Of course, he's had reservations about training with her, when she tries to spar. Protested against it, said he's too dangerous; it's dangerous enough to travel with her, and sparring with her is even worse – until she throws a rock at his head, and he's attacking her relentlessly until she's got him captive in a pile of rock, grinning and letting out an excited yell.

He relents after that.

(This is also partly because of the six-hour long lecture on how she can take care of herself, thank you very much, and obviously she can protect herself since she saved his ass, didn't she, and okay maybe he's exaggerating and it isn't really six hours but she's yelling at him that she can handle things just fine and not to underestimate her and she's not helpless or fragile and it comes to him in flashes, blond skinny boy in patched oversized clothes telling him I'm fine I can take care of myself – )

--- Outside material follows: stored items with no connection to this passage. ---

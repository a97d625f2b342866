use std::fs;
use std::path::{Path, PathBuf};

use tic_core::{DecoderConfig, ErrorKind, Report, decode_capture_file};

fn golden_dir(case: &str) -> PathBuf {
    Path::new(env!("CARGO_MANIFEST_DIR"))
        .join("..")
        .join("..")
        .join("tests")
        .join("golden")
        .join(case)
}

fn load_expected_report(case: &str) -> Report {
    let expected_path = golden_dir(case).join("expected_report.json");
    let expected_json = fs::read_to_string(&expected_path).expect("read expected_report.json");
    serde_json::from_str(&expected_json).expect("parse expected report")
}

fn run_golden(case: &str) {
    let input = golden_dir(case).join("input.tic");
    let expected = load_expected_report(case);

    let mut actual = decode_capture_file(&input, DecoderConfig::default()).expect("decode capture");
    actual.generated_at = expected.generated_at.clone();
    actual.input.path = expected.input.path.clone();

    let actual_value = serde_json::to_value(actual).expect("serialize actual");
    let expected_value = serde_json::to_value(expected).expect("serialize expected");

    assert_eq!(actual_value, expected_value, "golden mismatch in {case}");
}

#[test]
fn golden_historic() {
    run_golden("historic");
}

#[test]
fn golden_standard() {
    run_golden("standard");
}

#[test]
fn golden_noisy() {
    run_golden("noisy");
}

#[test]
fn golden_noisy_has_one_error_of_each_stream_fault() {
    let report = load_expected_report("noisy");
    let kinds: Vec<_> = report.errors.iter().map(|summary| summary.kind).collect();
    assert_eq!(
        kinds,
        vec![
            ErrorKind::Parity,
            ErrorKind::Framing,
            ErrorKind::NameTooLong,
            ErrorKind::ChecksumMismatch,
            ErrorKind::InvalidFieldCount,
        ]
    );
    assert_eq!(report.summary.datasets_truncated, 1);
    assert_eq!(report.datasets.last().map(|d| d.value.as_str()), Some("005"));
}

#[test]
fn golden_standard_keeps_timestamps() {
    let report = load_expected_report("standard");
    let sinsts = report
        .labels
        .iter()
        .find(|label| label.name == "SINSTS")
        .expect("SINSTS label");
    assert_eq!(sinsts.count, 2);
    assert_eq!(sinsts.last_timestamp.as_deref(), Some("e190223132522"));
    assert_eq!(sinsts.last_value, "00310");
}
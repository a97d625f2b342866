use std::fs;
use std::io::Cursor;
use std::time::{SystemTime, UNIX_EPOCH};

use tic_core::protocol::encoder::{FrameBuilder, apply_parity};
use tic_core::{ByteSource, Decoder, Generation, Outcome, ReaderSource, SliceSource, SourceError};

fn two_dataset_stream() -> Vec<u8> {
    apply_parity(
        &FrameBuilder::new()
            .dataset(Generation::Historic, "ADCO", "", "031528123456")
            .dataset(Generation::Historic, "IINST", "", "002")
            .finish(),
    )
}

#[test]
fn drain_returns_one_dataset_per_call() {
    let wire = two_dataset_stream();
    let mut source = SliceSource::new(&wire);
    let mut decoder = Decoder::default();

    let first = decoder.drain(&mut source).unwrap();
    assert!(matches!(first, Outcome::DatasetReady(ref d) if d.name == "ADCO"));
    let second = decoder.drain(&mut source).unwrap();
    assert!(matches!(second, Outcome::DatasetReady(ref d) if d.name == "IINST"));
    // Only the frame stop is left.
    assert_eq!(source.remaining(), 1);
    assert_eq!(decoder.drain(&mut source).unwrap(), Outcome::NeedMore);
    assert!(!source.available());
}

#[test]
fn drain_stops_at_error_and_resumes() {
    let mut wire = apply_parity(b"\x02Z");
    wire.extend(two_dataset_stream());
    let mut source = SliceSource::new(&wire);
    let mut decoder = Decoder::default();

    let outcome = decoder.drain(&mut source).unwrap();
    assert!(matches!(outcome, Outcome::Error(_)));
    assert_eq!(source.position(), 2);
    let outcome = decoder.drain(&mut source).unwrap();
    assert!(matches!(outcome, Outcome::DatasetReady(_)));
}

#[test]
fn drain_on_empty_source_needs_more() {
    let mut source = SliceSource::new(&[]);
    let mut decoder = Decoder::default();
    assert_eq!(decoder.drain(&mut source).unwrap(), Outcome::NeedMore);
}

#[test]
fn reader_source_feeds_decoder() {
    let mut source = ReaderSource::new(Cursor::new(two_dataset_stream()));
    let mut decoder = Decoder::default();
    let mut names = Vec::new();
    loop {
        match decoder.drain(&mut source).unwrap() {
            Outcome::DatasetReady(dataset) => names.push(dataset.name),
            Outcome::Error(err) => panic!("unexpected error: {err}"),
            Outcome::NeedMore => {
                if !source.fill().unwrap() {
                    break;
                }
            }
        }
    }
    assert_eq!(names, vec!["ADCO".to_string(), "IINST".to_string()]);
    assert!(source.is_exhausted());
}

#[test]
fn drain_on_unfilled_reader_source_needs_more() {
    let mut source = ReaderSource::new(Cursor::new(two_dataset_stream()));
    let mut decoder = Decoder::default();
    assert_eq!(decoder.drain(&mut source).unwrap(), Outcome::NeedMore);
    assert_eq!(decoder.stats().bytes, 0);
    assert!(source.fill().unwrap());
    assert!(matches!(
        decoder.drain(&mut source).unwrap(),
        Outcome::DatasetReady(ref d) if d.name == "ADCO"
    ));
}

#[test]
fn reader_source_open_missing_file_is_io_error() {
    let mut path = std::env::temp_dir();
    let unique = SystemTime::now()
        .duration_since(UNIX_EPOCH)
        .unwrap()
        .as_nanos();
    path.push(format!("tic_missing_{unique}.tic"));

    let err = match ReaderSource::open(&path) {
        Ok(_) => panic!("expected missing file to be rejected"),
        Err(err) => err,
    };
    assert!(matches!(err, SourceError::Io(_)));
}

#[test]
fn reader_source_reads_file() {
    let mut path = std::env::temp_dir();
    let unique = SystemTime::now()
        .duration_since(UNIX_EPOCH)
        .unwrap()
        .as_nanos();
    path.push(format!("tic_capture_{unique}.tic"));
    fs::write(&path, two_dataset_stream()).unwrap();

    let mut source = ReaderSource::open(&path).unwrap();
    let mut count = 0;
    while source.read_byte().unwrap().is_some() {
        count += 1;
    }
    let _ = fs::remove_file(&path);

    assert_eq!(count, two_dataset_stream().len());
}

It feels good to be able to take his frustration out on something, send it into a constructive training session where she doesn't just pummel his arse but she yells at him about what he's done wrong and what he can do better. It's a good way to release all his anger, his rage, his frustration, especially because he knows she can take care of herself; she's always got some trick or other up her sleeve, and yells so much in her annoying voice, tough-love shouts that insult him and keeps him grounded to him, to who he is, keeps him from slipping back to being the Winter Soldier. She grinds his nose to the dirt with the amount of hard work she puts him through every time they train, she makes sure he improves, because he may be the Winter Soldier – is? was? – but there are many things this deceptively innocent-looking girl shows him he can work on. She'd be a good teacher, he thinks, vaguely; not everyone can take her form of tough-love and brutality when it comes to training, but she'd be a good teacher.

And it's good, he thinks. What she's doing. Training him to be even better. Not training the Winter Soldier, or the Asset. Training him. Whoever he is.

He thinks that maybe her training sessions are one of the main things that keep him from switching back to being the Winter Soldier. That keep him focused, on track, keeps him on being himself.

That, and the jasmine tea.

(It's actually very good tea, though he'll never tell that to her face. He can already imagine the smug look on it.)


Sometimes they just sit around and talk, usually with a cup of jasmine tea. It is easy to talk to her; she talks a lot about her friends, though she never gives actual names, just tells him stories and sometimes she describes her friends and their personalities so vividly that they feel more real to him than anything else.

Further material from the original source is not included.